• EXERCISE INSTRUCTIONS
For the listing below, print exactly the lines from the line with "impl MigrationTrait for" to the line with "Index::create()", both included, and nothing beyond them.

⁂

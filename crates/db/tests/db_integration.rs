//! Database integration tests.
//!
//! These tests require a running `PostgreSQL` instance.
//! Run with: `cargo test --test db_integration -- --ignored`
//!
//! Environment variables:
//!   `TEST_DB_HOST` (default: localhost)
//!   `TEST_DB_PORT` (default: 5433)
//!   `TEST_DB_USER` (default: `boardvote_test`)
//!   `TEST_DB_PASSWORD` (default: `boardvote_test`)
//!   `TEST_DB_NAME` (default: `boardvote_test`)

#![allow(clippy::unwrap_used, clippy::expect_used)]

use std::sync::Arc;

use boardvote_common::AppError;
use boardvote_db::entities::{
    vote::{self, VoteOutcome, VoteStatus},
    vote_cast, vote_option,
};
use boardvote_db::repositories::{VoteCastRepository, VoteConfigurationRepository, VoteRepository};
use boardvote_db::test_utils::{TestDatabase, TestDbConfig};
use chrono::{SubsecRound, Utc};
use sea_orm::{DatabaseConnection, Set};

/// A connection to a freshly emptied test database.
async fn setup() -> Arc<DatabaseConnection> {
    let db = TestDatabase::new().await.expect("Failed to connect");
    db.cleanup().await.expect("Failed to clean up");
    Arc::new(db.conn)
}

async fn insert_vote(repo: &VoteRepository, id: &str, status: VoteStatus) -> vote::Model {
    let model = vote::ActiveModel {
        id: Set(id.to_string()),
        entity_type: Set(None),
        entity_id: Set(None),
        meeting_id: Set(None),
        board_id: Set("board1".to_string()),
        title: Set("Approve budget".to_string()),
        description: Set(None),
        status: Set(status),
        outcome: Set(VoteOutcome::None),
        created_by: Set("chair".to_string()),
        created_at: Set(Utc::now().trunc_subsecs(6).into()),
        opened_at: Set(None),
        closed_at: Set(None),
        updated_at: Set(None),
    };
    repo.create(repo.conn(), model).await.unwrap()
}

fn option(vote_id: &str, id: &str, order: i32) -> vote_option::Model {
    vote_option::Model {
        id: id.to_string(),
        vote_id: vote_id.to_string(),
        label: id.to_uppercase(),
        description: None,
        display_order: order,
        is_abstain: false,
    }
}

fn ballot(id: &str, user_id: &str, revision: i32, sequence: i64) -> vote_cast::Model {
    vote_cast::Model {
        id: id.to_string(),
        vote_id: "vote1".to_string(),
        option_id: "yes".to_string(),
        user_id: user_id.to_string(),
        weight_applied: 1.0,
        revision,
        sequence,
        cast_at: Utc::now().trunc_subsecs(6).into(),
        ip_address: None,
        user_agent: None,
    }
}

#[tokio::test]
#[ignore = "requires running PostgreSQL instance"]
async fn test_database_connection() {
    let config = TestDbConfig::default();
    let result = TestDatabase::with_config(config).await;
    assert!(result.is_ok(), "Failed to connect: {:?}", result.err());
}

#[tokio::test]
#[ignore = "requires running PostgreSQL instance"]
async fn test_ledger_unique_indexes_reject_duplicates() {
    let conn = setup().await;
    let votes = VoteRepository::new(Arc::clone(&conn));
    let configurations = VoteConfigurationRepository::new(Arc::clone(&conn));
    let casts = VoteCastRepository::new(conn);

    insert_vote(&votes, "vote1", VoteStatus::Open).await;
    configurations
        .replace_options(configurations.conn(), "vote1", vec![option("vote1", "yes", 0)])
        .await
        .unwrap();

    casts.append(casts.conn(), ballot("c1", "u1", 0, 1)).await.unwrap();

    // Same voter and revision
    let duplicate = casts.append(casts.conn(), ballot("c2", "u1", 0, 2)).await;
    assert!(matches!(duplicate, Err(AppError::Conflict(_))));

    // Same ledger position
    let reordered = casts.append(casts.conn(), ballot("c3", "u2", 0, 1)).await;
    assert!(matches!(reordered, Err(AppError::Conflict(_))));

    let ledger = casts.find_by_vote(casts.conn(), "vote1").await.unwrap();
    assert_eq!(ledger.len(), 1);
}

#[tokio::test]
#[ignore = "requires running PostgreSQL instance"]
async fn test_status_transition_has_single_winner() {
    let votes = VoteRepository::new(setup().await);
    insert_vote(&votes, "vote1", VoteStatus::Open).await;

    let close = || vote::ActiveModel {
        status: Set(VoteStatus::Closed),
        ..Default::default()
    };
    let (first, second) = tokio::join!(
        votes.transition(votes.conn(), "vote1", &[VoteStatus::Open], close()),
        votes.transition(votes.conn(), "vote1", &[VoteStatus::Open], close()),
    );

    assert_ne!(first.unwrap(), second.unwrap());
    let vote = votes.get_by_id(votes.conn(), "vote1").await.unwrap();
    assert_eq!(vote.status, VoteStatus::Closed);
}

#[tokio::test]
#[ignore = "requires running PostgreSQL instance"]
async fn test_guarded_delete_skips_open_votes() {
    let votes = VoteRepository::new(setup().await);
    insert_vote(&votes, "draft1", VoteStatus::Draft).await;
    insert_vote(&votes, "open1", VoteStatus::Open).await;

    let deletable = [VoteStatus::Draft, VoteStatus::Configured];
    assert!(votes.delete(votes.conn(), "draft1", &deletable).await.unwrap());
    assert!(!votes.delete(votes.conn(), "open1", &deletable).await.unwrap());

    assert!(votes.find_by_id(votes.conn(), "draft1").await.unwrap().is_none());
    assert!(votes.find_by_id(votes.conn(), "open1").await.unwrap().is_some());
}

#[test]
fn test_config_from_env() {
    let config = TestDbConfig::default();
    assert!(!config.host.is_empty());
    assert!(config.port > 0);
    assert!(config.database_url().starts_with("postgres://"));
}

⁂

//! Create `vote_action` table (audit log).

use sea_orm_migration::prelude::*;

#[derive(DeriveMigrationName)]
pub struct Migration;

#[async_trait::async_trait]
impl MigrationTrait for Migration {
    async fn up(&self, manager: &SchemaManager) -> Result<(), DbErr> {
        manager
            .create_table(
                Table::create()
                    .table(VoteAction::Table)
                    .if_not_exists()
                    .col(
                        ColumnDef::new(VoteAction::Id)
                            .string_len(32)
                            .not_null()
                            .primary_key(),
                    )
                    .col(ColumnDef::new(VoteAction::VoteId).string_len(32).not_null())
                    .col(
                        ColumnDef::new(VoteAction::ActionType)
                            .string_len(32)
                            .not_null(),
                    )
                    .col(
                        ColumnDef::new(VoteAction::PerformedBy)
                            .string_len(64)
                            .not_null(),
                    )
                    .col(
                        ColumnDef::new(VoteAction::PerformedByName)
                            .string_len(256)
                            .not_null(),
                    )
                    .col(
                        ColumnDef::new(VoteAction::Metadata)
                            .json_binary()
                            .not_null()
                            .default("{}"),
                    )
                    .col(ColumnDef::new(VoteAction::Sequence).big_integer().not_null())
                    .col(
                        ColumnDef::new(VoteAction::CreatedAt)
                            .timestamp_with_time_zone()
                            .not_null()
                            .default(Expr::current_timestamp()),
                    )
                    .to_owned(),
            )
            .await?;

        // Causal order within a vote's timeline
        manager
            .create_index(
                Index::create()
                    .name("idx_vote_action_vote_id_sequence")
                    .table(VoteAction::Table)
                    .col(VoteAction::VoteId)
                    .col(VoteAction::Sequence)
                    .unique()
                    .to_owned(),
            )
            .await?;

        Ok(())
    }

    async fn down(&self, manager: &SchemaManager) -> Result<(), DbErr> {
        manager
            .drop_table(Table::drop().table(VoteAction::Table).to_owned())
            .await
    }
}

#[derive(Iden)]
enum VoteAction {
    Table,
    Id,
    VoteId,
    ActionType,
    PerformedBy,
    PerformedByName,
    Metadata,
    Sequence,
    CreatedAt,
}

⁂

• ANSWER BOX
impl MigrationTrait for Migration {
    async fn up(&self, manager: &SchemaManager) -> Result<(), DbErr> {
        manager
            .create_table(
                Table::create()
                    .table(VoteAction::Table)
                    .if_not_exists()
                    .col(
                        ColumnDef::new(VoteAction::Id)
                            .string_len(32)
                            .not_null()
                            .primary_key(),
                    )
                    .col(ColumnDef::new(VoteAction::VoteId).string_len(32).not_null())
                    .col(
                        ColumnDef::new(VoteAction::ActionType)
                            .string_len(32)
                            .not_null(),
                    )
                    .col(
                        ColumnDef::new(VoteAction::PerformedBy)
                            .string_len(64)
                            .not_null(),
                    )
                    .col(
                        ColumnDef::new(VoteAction::PerformedByName)
                            .string_len(256)
                            .not_null(),
                    )
                    .col(
                        ColumnDef::new(VoteAction::Metadata)
                            .json_binary()
                            .not_null()
                            .default("{}"),
                    )
                    .col(ColumnDef::new(VoteAction::Sequence).big_integer().not_null())
                    .col(
                        ColumnDef::new(VoteAction::CreatedAt)
                            .timestamp_with_time_zone()
                            .not_null()
                            .default(Expr::current_timestamp()),
                    )
                    .to_owned(),
            )
            .await?;

        // Causal order within a vote's timeline
        manager
            .create_index(
                Index::create()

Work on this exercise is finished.